* _REQUIRED ACTION_: Every record must come back exactly as given.

* _Saved entries_:
--- START ---

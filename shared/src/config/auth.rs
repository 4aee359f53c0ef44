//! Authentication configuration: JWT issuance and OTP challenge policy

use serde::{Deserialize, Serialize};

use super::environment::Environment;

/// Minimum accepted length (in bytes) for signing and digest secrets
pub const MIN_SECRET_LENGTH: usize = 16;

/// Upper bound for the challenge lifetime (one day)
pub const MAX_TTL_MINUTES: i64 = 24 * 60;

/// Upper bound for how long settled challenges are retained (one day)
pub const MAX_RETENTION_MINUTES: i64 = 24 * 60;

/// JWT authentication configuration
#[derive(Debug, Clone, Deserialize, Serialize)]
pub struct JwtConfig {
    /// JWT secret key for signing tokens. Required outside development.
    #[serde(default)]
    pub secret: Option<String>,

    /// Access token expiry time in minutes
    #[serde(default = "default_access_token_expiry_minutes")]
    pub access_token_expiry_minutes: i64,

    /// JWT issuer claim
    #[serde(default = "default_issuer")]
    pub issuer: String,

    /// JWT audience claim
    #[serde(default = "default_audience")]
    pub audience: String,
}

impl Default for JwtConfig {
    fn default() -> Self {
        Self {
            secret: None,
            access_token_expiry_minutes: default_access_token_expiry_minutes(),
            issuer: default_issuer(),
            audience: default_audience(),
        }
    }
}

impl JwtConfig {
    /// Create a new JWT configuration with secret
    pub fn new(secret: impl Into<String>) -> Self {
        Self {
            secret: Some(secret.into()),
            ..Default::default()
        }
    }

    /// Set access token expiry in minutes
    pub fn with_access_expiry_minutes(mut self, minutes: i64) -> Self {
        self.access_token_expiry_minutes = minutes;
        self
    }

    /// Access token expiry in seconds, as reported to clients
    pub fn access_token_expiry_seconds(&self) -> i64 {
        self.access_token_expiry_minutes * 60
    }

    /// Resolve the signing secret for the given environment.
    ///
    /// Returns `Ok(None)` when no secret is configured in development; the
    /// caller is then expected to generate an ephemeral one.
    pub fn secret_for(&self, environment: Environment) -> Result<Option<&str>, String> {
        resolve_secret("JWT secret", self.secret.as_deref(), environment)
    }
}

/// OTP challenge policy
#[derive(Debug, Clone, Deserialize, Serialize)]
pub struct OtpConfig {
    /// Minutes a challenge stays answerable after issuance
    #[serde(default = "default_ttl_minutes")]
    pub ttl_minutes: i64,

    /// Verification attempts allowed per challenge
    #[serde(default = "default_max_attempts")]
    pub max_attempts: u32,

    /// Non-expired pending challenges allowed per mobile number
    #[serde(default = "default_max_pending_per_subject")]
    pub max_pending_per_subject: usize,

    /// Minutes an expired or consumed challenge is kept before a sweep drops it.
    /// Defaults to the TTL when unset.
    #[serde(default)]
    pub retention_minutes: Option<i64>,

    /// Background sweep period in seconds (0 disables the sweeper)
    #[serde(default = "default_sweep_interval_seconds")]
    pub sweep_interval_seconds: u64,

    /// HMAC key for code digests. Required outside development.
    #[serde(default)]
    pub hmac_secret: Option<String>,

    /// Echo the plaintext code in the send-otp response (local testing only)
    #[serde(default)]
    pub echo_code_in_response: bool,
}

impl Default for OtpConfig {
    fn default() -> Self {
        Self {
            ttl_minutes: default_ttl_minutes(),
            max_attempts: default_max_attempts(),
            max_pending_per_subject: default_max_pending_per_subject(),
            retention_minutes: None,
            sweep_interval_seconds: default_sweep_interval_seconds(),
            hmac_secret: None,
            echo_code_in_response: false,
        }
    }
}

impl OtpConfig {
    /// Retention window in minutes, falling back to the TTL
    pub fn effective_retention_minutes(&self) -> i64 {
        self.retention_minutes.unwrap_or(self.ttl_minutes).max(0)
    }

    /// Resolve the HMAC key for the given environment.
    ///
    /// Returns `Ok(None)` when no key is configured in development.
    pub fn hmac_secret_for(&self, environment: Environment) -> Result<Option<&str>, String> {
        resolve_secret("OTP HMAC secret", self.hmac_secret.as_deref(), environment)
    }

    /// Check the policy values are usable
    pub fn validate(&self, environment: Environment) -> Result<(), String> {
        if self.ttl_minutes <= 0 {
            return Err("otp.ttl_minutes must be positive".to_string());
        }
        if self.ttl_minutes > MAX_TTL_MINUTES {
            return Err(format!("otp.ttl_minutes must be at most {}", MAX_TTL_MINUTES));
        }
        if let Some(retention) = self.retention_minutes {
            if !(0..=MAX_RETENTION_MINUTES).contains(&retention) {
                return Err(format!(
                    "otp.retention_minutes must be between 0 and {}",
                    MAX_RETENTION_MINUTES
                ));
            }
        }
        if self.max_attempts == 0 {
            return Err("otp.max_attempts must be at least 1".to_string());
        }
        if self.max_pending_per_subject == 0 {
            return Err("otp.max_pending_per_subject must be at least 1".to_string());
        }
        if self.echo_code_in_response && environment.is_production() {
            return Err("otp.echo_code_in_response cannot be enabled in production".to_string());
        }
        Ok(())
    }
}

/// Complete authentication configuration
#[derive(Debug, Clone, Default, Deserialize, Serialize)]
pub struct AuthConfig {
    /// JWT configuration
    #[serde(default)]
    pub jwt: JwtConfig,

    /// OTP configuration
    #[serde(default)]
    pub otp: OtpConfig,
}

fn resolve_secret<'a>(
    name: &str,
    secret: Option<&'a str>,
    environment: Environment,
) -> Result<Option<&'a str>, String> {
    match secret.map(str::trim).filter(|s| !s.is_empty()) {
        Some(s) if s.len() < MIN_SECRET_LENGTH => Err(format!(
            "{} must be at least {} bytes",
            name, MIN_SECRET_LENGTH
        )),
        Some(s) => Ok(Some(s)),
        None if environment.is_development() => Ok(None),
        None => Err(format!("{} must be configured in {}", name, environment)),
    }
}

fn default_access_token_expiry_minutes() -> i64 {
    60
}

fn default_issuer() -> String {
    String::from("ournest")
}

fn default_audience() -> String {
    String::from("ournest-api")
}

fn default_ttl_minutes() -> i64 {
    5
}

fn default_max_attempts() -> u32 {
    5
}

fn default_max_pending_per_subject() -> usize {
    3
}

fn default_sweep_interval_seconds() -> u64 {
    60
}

--- END ---

* _THE ANSWER_:
filename shared/src/config/auth.rs
repository 4aee359f53c0ef44
//! Authentication configuration: JWT issuance and OTP challenge policy

use serde::{Deserialize, Serialize};

use super::environment::Environment;

/// Minimum accepted length (in bytes) for signing and digest secrets
pub const MIN_SECRET_LENGTH: usize = 16;

/// Upper bound for the challenge lifetime (one day)
pub const MAX_TTL_MINUTES: i64 = 24 * 60;

/// Upper bound for how long settled challenges are retained (one day)
pub const MAX_RETENTION_MINUTES: i64 = 24 * 60;

/// JWT authentication configuration
#[derive(Debug, Clone, Deserialize, Serialize)]
pub struct JwtConfig {
    /// JWT secret key for signing tokens. Required outside development.
    #[serde(default)]
    pub secret: Option<String>,

    /// Access token expiry time in minutes
    #[serde(default = "default_access_token_expiry_minutes")]
    pub access_token_expiry_minutes: i64,

    /// JWT issuer claim
    #[serde(default = "default_issuer")]
    pub issuer: String,

    /// JWT audience claim
    #[serde(default = "default_audience")]
    pub audience: String,
}

impl Default for JwtConfig {
    fn default() -> Self {
        Self {
            secret: None,
            access_token_expiry_minutes: default_access_token_expiry_minutes(),
            issuer: default_issuer(),
            audience: default_audience(),
        }
    }
}

impl JwtConfig {
    /// Create a new JWT configuration with secret
    pub fn new(secret: impl Into<String>) -> Self {
        Self {
            secret: Some(secret.into()),
            ..Default::default()
        }
    }

    /// Set access token expiry in minutes
    pub fn with_access_expiry_minutes(mut self, minutes: i64) -> Self {
        self.access_token_expiry_minutes = minutes;
        self
    }

    /// Access token expiry in seconds, as reported to clients
    pub fn access_token_expiry_seconds(&self) -> i64 {
        self.access_token_expiry_minutes * 60
    }

    /// Resolve the signing secret for the given environment.
    ///
    /// Returns `Ok(None)` when no secret is configured in development; the
    /// caller is then expected to generate an ephemeral one.
    pub fn secret_for(&self, environment: Environment) -> Result<Option<&str>, String> {
        resolve_secret("JWT secret", self.secret.as_deref(), environment)
    }
}

/// OTP challenge policy
#[derive(Debug, Clone, Deserialize, Serialize)]
pub struct OtpConfig {
    /// Minutes a challenge stays answerable after issuance
    #[serde(default = "default_ttl_minutes")]
    pub ttl_minutes: i64,

    /// Verification attempts allowed per challenge
    #[serde(default = "default_max_attempts")]
    pub max_attempts: u32,

    /// Non-expired pending challenges allowed per mobile number
    #[serde(default = "default_max_pending_per_subject")]
    pub max_pending_per_subject: usize,

    /// Minutes an expired or consumed challenge is kept before a sweep drops it.
    /// Defaults to the TTL when unset.
    #[serde(default)]
    pub retention_minutes: Option<i64>,

    /// Background sweep period in seconds (0 disables the sweeper)
    #[serde(default = "default_sweep_interval_seconds")]
    pub sweep_interval_seconds: u64,

    /// HMAC key for code digests. Required outside development.
    #[serde(default)]
    pub hmac_secret: Option<String>,

    /// Echo the plaintext code in the send-otp response (local testing only)
    #[serde(default)]
    pub echo_code_in_response: bool,
}

impl Default for OtpConfig {
    fn default() -> Self {
        Self {
            ttl_minutes: default_ttl_minutes(),
            max_attempts: default_max_attempts(),
            max_pending_per_subject: default_max_pending_per_subject(),
            retention_minutes: None,
            sweep_interval_seconds: default_sweep_interval_seconds(),
            hmac_secret: None,
            echo_code_in_response: false,
        }
    }
}

impl OtpConfig {
    /// Retention window in minutes, falling back to the TTL
    pub fn effective_retention_minutes(&self) -> i64 {
        self.retention_minutes.unwrap_or(self.ttl_minutes).max(0)
    }

    /// Resolve the HMAC key for the given environment.
    ///
    /// Returns `Ok(None)` when no key is configured in development.
    pub fn hmac_secret_for(&self, environment: Environment) -> Result<Option<&str>, String> {
        resolve_secret("OTP HMAC secret", self.hmac_secret.as_deref(), environment)
    }

    /// Check the policy values are usable
    pub fn validate(&self, environment: Environment) -> Result<(), String> {
        if self.ttl_minutes <= 0 {
            return Err("otp.ttl_minutes must be positive".to_string());
        }
        if self.ttl_minutes > MAX_TTL_MINUTES {
            return Err(format!("otp.ttl_minutes must be at most {}", MAX_TTL_MINUTES));
        }
        if let Some(retention) = self.retention_minutes {
            if !(0..=MAX_RETENTION_MINUTES).contains(&retention) {
                return Err(format!(
                    "otp.retention_minutes must be between 0 and {}",
                    MAX_RETENTION_MINUTES
                ));
            }
        }
        if self.max_attempts == 0 {
            return Err("otp.max_attempts must be at least 1".to_string());
        }
        if self.max_pending_per_subject == 0 {
            return Err("otp.max_pending_per_subject must be at least 1".to_string());
        }
        if self.echo_code_in_response && environment.is_production() {
            return Err("otp.echo_code_in_response cannot be enabled in production".to_string());
        }
        Ok(())
    }
}

/// Complete authentication configuration
#[derive(Debug, Clone, Default, Deserialize, Serialize)]
pub struct AuthConfig {
    /// JWT configuration
    #[serde(default)]
    pub jwt: JwtConfig,

    /// OTP configuration
    #[serde(default)]
    pub otp: OtpConfig,
}

fn resolve_secret<'a>(
    name: &str,
    secret: Option<&'a str>,
    environment: Environment,
) -> Result<Option<&'a str>, String> {
    match secret.map(str::trim).filter(|s| !s.is_empty()) {
        Some(s) if s.len() < MIN_SECRET_LENGTH => Err(format!(
            "{} must be at least {} bytes",
            name, MIN_SECRET_LENGTH
        )),
        Some(s) => Ok(Some(s)),
        None if environment.is_development() => Ok(None),
        None => Err(format!("{} must be configured in {}", name, environment)),
    }
}

fn default_access_token_expiry_minutes() -> i64 {
    60
}

fn default_issuer() -> String {
    String::from("ournest")
}

fn default_audience() -> String {
    String::from("ournest-api")
}

fn default_ttl_minutes() -> i64 {
    5
}

fn default_max_attempts() -> u32 {
    5
}

fn default_max_pending_per_subject() -> usize {
    3
}

fn default_sweep_interval_seconds() -> u64 {
    60
}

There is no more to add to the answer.